Activity —
Count the lines below that contain the word "GoldPerTurn" and give only that number.

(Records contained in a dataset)
++++++

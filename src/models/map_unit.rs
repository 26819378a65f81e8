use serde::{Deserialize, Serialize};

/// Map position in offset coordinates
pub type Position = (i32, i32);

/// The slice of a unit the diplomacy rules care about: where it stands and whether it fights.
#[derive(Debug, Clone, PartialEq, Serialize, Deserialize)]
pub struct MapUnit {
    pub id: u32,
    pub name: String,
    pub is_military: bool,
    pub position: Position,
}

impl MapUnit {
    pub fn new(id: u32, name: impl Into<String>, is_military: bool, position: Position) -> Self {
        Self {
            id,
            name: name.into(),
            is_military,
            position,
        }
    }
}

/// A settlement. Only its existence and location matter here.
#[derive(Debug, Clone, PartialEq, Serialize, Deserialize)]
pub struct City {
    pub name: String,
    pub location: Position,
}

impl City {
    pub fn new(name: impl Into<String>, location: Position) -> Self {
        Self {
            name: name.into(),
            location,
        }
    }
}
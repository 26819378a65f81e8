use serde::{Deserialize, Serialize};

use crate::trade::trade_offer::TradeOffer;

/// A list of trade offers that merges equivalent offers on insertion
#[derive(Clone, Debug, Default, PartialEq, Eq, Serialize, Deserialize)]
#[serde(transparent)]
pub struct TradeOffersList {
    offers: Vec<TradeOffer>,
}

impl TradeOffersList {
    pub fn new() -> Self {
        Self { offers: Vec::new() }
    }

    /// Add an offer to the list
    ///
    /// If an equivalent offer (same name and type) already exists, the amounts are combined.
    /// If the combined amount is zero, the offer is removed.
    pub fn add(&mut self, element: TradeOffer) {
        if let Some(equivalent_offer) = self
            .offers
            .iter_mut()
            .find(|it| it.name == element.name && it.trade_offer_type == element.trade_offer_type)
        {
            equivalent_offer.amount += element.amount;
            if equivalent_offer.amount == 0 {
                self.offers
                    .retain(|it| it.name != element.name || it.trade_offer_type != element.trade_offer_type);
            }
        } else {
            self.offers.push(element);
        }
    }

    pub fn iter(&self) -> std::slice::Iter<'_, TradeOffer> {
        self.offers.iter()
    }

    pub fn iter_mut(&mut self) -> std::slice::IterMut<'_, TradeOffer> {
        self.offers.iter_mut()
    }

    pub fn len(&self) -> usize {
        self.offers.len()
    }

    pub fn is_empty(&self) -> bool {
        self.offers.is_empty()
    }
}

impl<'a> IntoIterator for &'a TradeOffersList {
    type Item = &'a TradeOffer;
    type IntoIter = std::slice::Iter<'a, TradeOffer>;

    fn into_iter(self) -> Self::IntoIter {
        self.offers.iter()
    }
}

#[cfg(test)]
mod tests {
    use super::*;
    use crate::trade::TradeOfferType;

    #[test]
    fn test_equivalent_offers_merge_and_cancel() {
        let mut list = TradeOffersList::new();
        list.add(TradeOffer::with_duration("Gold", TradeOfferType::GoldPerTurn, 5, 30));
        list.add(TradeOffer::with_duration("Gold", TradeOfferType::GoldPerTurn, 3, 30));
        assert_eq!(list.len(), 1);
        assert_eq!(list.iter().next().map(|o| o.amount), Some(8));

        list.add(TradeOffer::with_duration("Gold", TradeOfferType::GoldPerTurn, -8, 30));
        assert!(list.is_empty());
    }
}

++++++

Expected answer —
3